Но в первые же дни советского наступления фашистская оборона затрещала по всем швам. Гитлеровцы, отстаивая каждый рубеж, вынуждены были откатываться на запад. И тогда в ночь на 9 октября им был нанесен удар с моря.
Чтобы обеспечить успех десанта, командующий Северным флотом предпринял высадку небольших отрядов, которые своими демонстративными действиями должны были отвлечь внимание противника. Высаживались они на побережье Мотовского залива восточнее полуострова Среднего.
- Создавайте больше шума! - требовал Головко от командиров десантов и кораблей, которые направлялись в этот район.
Моряки постарались. Шума и дыма они подняли столько, что немецкие радисты заполнили эфир паническими воплями. Только и слышалось: "Мотовский залив!.. Мотовский залив!" Десантники строчили из автоматов, жгли дымовые шашки. Катера выпускали по берегу торпеды, и грохот взрывов сотрясал скалы. Эскадренные миноносцы били по переправам гитлеровцев на реке Титовке. Фашисты решили, что высаживается целая дивизия, и спешно перебрасывали сюда войска.
А тем временем значительно западнее десятки быстроходных кораблей под покровом ночи мчались к южному берегу губы Маативуоко (Малая Волоковая). На них находилось в общей сложности около 3 тысяч бойцов морской пехоты. Внезапность удара позволила высадить десант с ничтожными потерями (один убитый, пять раненых).
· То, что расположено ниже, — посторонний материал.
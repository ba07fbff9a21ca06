//! # Session Controller
//!
//! The flashcard state machine. One `Session` drives one learner through
//! start → loading → playing → summary (or error), then back to start.
//!
//! ```text
//!             configure
//!              ┌────┐
//!              ▼    │
//!   ┌──────► Start ─┘
//!   │          │ begin_session
//!   │          ▼
//!   │       Loading ──── failure / empty deck ───► Error
//!   │          │ deck ready                          │
//!   │          ▼                                     │
//!   │       Playing ◄─┐ flip, judge + advance        │
//!   │          │      │ (cursor + 1 < len)           │
//!   │          │ ─────┘                              │
//!   │          ▼ last card advanced                  │
//!   │       Summary                                  │
//!   │          │                                     │
//!   └──────────┴──────────── restart ◄───────────────┘
//! ```
//!
//! Generation and the post-judgment pause are asynchronous, so both are
//! split into a request half and a completion half. Every request is
//! stamped with the session epoch; `restart` bumps the epoch, and anything
//! arriving with an older stamp is dropped.

use log::{debug, info, warn};

use crate::core::card::{Deck, VocabularyCard};
use crate::core::stats::SessionStats;
use crate::core::topic::{Difficulty, Topic};
use crate::inference::{DeckGenerator, DeckRequest, ProviderError};

/// Cards requested per session unless configured otherwise.
pub const DEFAULT_DECK_SIZE: usize = 10;

/// Shown on the error screen whenever generation fails.
pub const GENERATION_FAILED_MESSAGE: &str =
    "Failed to generate flashcards. Please try again or check your API key.";

#[derive(Debug, Clone, PartialEq, Eq)]
pub enum SessionState {
    Start,
    Loading,
    Playing { cursor: usize, is_flipped: bool },
    Summary,
    Error { message: String },
}

/// Transient result shown after a judgment. Cosmetic only.
#[derive(Debug, Clone, Copy, PartialEq, Eq)]
pub enum Feedback {
    Success,
    Missed,
}

/// Identifies the card a pending advance belongs to.
#[derive(Debug, Clone, Copy, PartialEq, Eq)]
pub struct AdvanceToken {
    pub epoch: u64,
    pub cursor: usize,
}

/// Returned by a successful `judge`.
#[derive(Debug, Clone, Copy, PartialEq, Eq)]
pub struct Judgment {
    pub feedback: Feedback,
    pub token: AdvanceToken,
}

/// An outstanding deck request, tagged with the epoch it was issued in.
#[derive(Debug, Clone, PartialEq, Eq)]
pub struct GenerationTicket {
    pub epoch: u64,
    pub request: DeckRequest,
}

/// Read-only view handed to the presentation layer.
#[derive(Debug, Clone, Copy)]
pub struct SessionSnapshot<'a> {
    pub state: &'a SessionState,
    pub deck: Option<&'a Deck>,
    pub cursor: Option<usize>,
    pub is_flipped: bool,
    pub stats: &'a SessionStats,
    pub error_message: Option<&'a str>,
    pub pending_feedback: Option<Feedback>,
    pub topic: Topic,
    pub difficulty: Difficulty,
}

pub struct Session {
    state: SessionState,
    topic: Topic,
    difficulty: Difficulty,
    deck_size: usize,
    deck: Option<Deck>,
    stats: SessionStats,
    epoch: u64,
    /// Set between `judge` and the matching `advance`.
    pending_feedback: Option<Feedback>,
}

impl Default for Session {
    fn default() -> Self {
        Self::new(Topic::default(), Difficulty::default(), DEFAULT_DECK_SIZE)
    }
}

impl Session {
    pub fn new(topic: Topic, difficulty: Difficulty, deck_size: usize) -> Self {
        Self {
            state: SessionState::Start,
            topic,
            difficulty,
            deck_size: deck_size.max(1),
            deck: None,
            stats: SessionStats::default(),
            epoch: 0,
            pending_feedback: None,
        }
    }

    // ------------------------------------------------------------------
    // Intents
    // ------------------------------------------------------------------

    /// Chooses topic and difficulty for the next session. Start screen only.
    pub fn configure(&mut self, topic: Topic, difficulty: Difficulty) -> bool {
        if self.state != SessionState::Start {
            debug!("configure ignored in state {:?}", self.state);
            return false;
        }
        self.topic = topic;
        self.difficulty = difficulty;
        true
    }

    /// Moves to `Loading` and returns the request the caller must run.
    pub fn begin_session(&mut self) -> Option<GenerationTicket> {
        if self.state != SessionState::Start {
            debug!("begin_session ignored in state {:?}", self.state);
            return None;
        }
        self.epoch += 1;
        self.state = SessionState::Loading;
        info!(
            "Session {} loading: topic={}, difficulty={}, count={}",
            self.epoch,
            self.topic.label(),
            self.difficulty.label(),
            self.deck_size
        );
        Some(GenerationTicket {
            epoch: self.epoch,
            request: DeckRequest {
                topic: self.topic,
                difficulty: self.difficulty,
                count: self.deck_size,
            },
        })
    }

    /// Resolves a ticket from `begin_session`. Returns `false` if the result
    /// was stale and therefore discarded.
    pub fn complete_generation(
        &mut self,
        epoch: u64,
        result: Result<Vec<VocabularyCard>, ProviderError>,
    ) -> bool {
        if epoch != self.epoch || self.state != SessionState::Loading {
            debug!(
                "Discarding generation result for epoch {} (current epoch {}, state {:?})",
                epoch, self.epoch, self.state
            );
            return false;
        }

        let deck = result.map_err(|e| e.to_string()).and_then(|mut cards| {
            if cards.len() > self.deck_size {
                debug!(
                    "Generator returned {} cards, keeping the first {}",
                    cards.len(),
                    self.deck_size
                );
                cards.truncate(self.deck_size);
            }
            Deck::new(cards).map_err(|e| e.to_string())
        });

        match deck {
            Ok(deck) => {
                info!("Session {} playing with {} cards", self.epoch, deck.len());
                self.stats = SessionStats::for_deck(deck.len());
                self.deck = Some(deck);
                self.pending_feedback = None;
                self.state = SessionState::Playing {
                    cursor: 0,
                    is_flipped: false,
                };
            }
            Err(reason) => {
                warn!("Session {} failed to generate deck: {}", self.epoch, reason);
                self.state = SessionState::Error {
                    message: GENERATION_FAILED_MESSAGE.to_string(),
                };
            }
        }
        true
    }

    /// Runs `begin_session`, awaits the generator, then completes. The
    /// caller is suspended for the whole generation.
    pub async fn begin_session_with(&mut self, generator: &dyn DeckGenerator) -> bool {
        let Some(ticket) = self.begin_session() else {
            return false;
        };
        let result = generator.generate(&ticket.request).await;
        self.complete_generation(ticket.epoch, result)
    }

    /// Shows the other face of the current card.
    pub fn flip(&mut self) -> bool {
        if self.pending_feedback.is_some() {
            debug!("flip ignored while a judgment is pending");
            return false;
        }
        match &mut self.state {
            SessionState::Playing { is_flipped, .. } => {
                *is_flipped = !*is_flipped;
                true
            }
            other => {
                debug!("flip ignored in state {:?}", other);
                false
            }
        }
    }

    /// Scores the current card. The cursor does not move until `advance`
    /// is called with the returned token.
    pub fn judge(&mut self, known: bool) -> Option<Judgment> {
        let SessionState::Playing { cursor, .. } = self.state else {
            debug!("judge ignored in state {:?}", self.state);
            return None;
        };
        if self.pending_feedback.is_some() {
            debug!("judge ignored: card {} already judged", cursor);
            return None;
        }
        let card = self.deck.as_ref()?.get(cursor)?;

        self.stats.record(card, known);
        let feedback = if known {
            Feedback::Success
        } else {
            Feedback::Missed
        };
        self.pending_feedback = Some(feedback);
        debug!("Card {} judged {:?}", cursor, feedback);

        Some(Judgment {
            feedback,
            token: AdvanceToken {
                epoch: self.epoch,
                cursor,
            },
        })
    }

    /// Completes a judgment: next card, or the summary after the last one.
    pub fn advance(&mut self, token: AdvanceToken) -> bool {
        let SessionState::Playing { cursor, .. } = self.state else {
            debug!("advance ignored in state {:?}", self.state);
            return false;
        };
        if token.epoch != self.epoch || token.cursor != cursor || self.pending_feedback.is_none() {
            debug!(
                "Discarding stale advance {:?} (epoch {}, cursor {})",
                token, self.epoch, cursor
            );
            return false;
        }
        let len = self.deck.as_ref().map_or(0, Deck::len);

        self.pending_feedback = None;
        if cursor + 1 < len {
            self.state = SessionState::Playing {
                cursor: cursor + 1,
                is_flipped: false,
            };
        } else {
            info!(
                "Session {} complete: {}/{} known",
                self.epoch, self.stats.correct, self.stats.total
            );
            self.state = SessionState::Summary;
        }
        true
    }

    /// Drops the deck and stats and returns to `Start`. Topic and
    /// difficulty are kept. Valid from any state.
    pub fn restart(&mut self) {
        self.epoch += 1;
        self.state = SessionState::Start;
        self.deck = None;
        self.stats = SessionStats::default();
        self.pending_feedback = None;
        debug!("Session restarted (epoch {})", self.epoch);
    }

    // ------------------------------------------------------------------
    // Queries
    // ------------------------------------------------------------------

    pub fn state(&self) -> &SessionState {
        &self.state
    }

    pub fn topic(&self) -> Topic {
        self.topic
    }

    pub fn difficulty(&self) -> Difficulty {
        self.difficulty
    }

    pub fn deck_size(&self) -> usize {
        self.deck_size
    }

    pub fn deck(&self) -> Option<&Deck> {
        self.deck.as_ref()
    }

    pub fn stats(&self) -> &SessionStats {
        &self.stats
    }

    pub fn epoch(&self) -> u64 {
        self.epoch
    }

    pub fn pending_feedback(&self) -> Option<Feedback> {
        self.pending_feedback
    }

    pub fn cursor(&self) -> Option<usize> {
        match self.state {
            SessionState::Playing { cursor, .. } => Some(cursor),
            _ => None,
        }
    }

    pub fn is_flipped(&self) -> bool {
        matches!(
            self.state,
            SessionState::Playing {
                is_flipped: true,
                ..
            }
        )
    }

    pub fn current_card(&self) -> Option<&VocabularyCard> {
        self.deck.as_ref()?.get(self.cursor()?)
    }

    /// `cursor / len` while playing.
    pub fn progress(&self) -> Option<f64> {
        let cursor = self.cursor()?;
        let len = self.deck.as_ref()?.len();
        Some(cursor as f64 / len as f64)
    }

    /// Final score, only meaningful on the summary screen.
    pub fn score_percentage(&self) -> Option<u32> {
        match self.state {
            SessionState::Summary => self.stats.score_percentage(),
            _ => None,
        }
    }

    pub fn snapshot(&self) -> SessionSnapshot<'_> {
        SessionSnapshot {
            state: &self.state,
            deck: self.deck.as_ref(),
            cursor: self.cursor(),
            is_flipped: self.is_flipped(),
            stats: &self.stats,
            error_message: match &self.state {
                SessionState::Error { message } => Some(message.as_str()),
                _ => None,
            },
            pending_feedback: self.pending_feedback,
            topic: self.topic,
            difficulty: self.difficulty,
        }
    }
}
Той же ночью после мощной артиллерийской подготовки двинулись на штурм хребта Муста-Тунтури части Северного оборонительного района. Морские пехотинцы шли сквозь пургу. Колючий снег слепил глаза, ноги скользили по обледенелым скалам. Гитлеровцы яростно отстреливались, цепляясь за каждый камень. Но ничто не могло остановить натиск советских бойцов. К полудню морские пехотинцы форсировали хребет и соединились с десантом, наступавшим на фланге, а затем и с частями Четырнадцатой армии. Вскоре наши войска вышли на побережье Печенгского залива. Широкая водная преграда приостановила дальнейшее продвижение.
Вечером 10 октября А. Г. Головко был на КП командира бригады торпедных катеров.
- Готовьте катера для прорыва в Лиинахамари. Вместе с морскими охотниками Зюзина захватите пятьсот десантников. Высаживать прямо на пирсы порта. Учтите: кадры для будущей нашей Печенгской базы уже подобраны.
- А как батареи на мысе Крестовом? Они же закрывают туда вход, словно пробка в бутылку...
- Туда уже пробиваются разведчики Барченко и Леонова. Я надеюсь на них. Где карта?
И вновь раздумья над картой. Порт Лиинахамари расположен в устье Печенгского залива. Вход здесь узкий, извилистый. В скалах берега гитлеровцы укрыли батареи. А самые опасные из них - на мысе Крестовом, преграждающем вход в залив.
- Кто из ваших раньше бывал в Лиинахамари? - спросил командующий.
- Только Шабалин.
- Хорошо. Попытаемся найти вам в помощь и старых лоцманов, которые знают здесь каждую извилину залива.
Решили, что первыми в залив направятся два катера под командованием капитан-лейтенанта А. О. Шабалина. Они высадят головную группу десанта и вместе с тем разведают путь для остальных катеров, в случав необходимости пробьют проходы в заграждениях - бонах и сетях. За ними пойдут пять катеров капитана 2-го ранга С. Г. Коршуновича. И наконец, последними с основными силами десанта в порт прорвутся пять наших малых "охотников" капитана 3-го ранга С. Д. Зюзина. Их будет прикрывать дымовыми завесами еще один торпедный катер.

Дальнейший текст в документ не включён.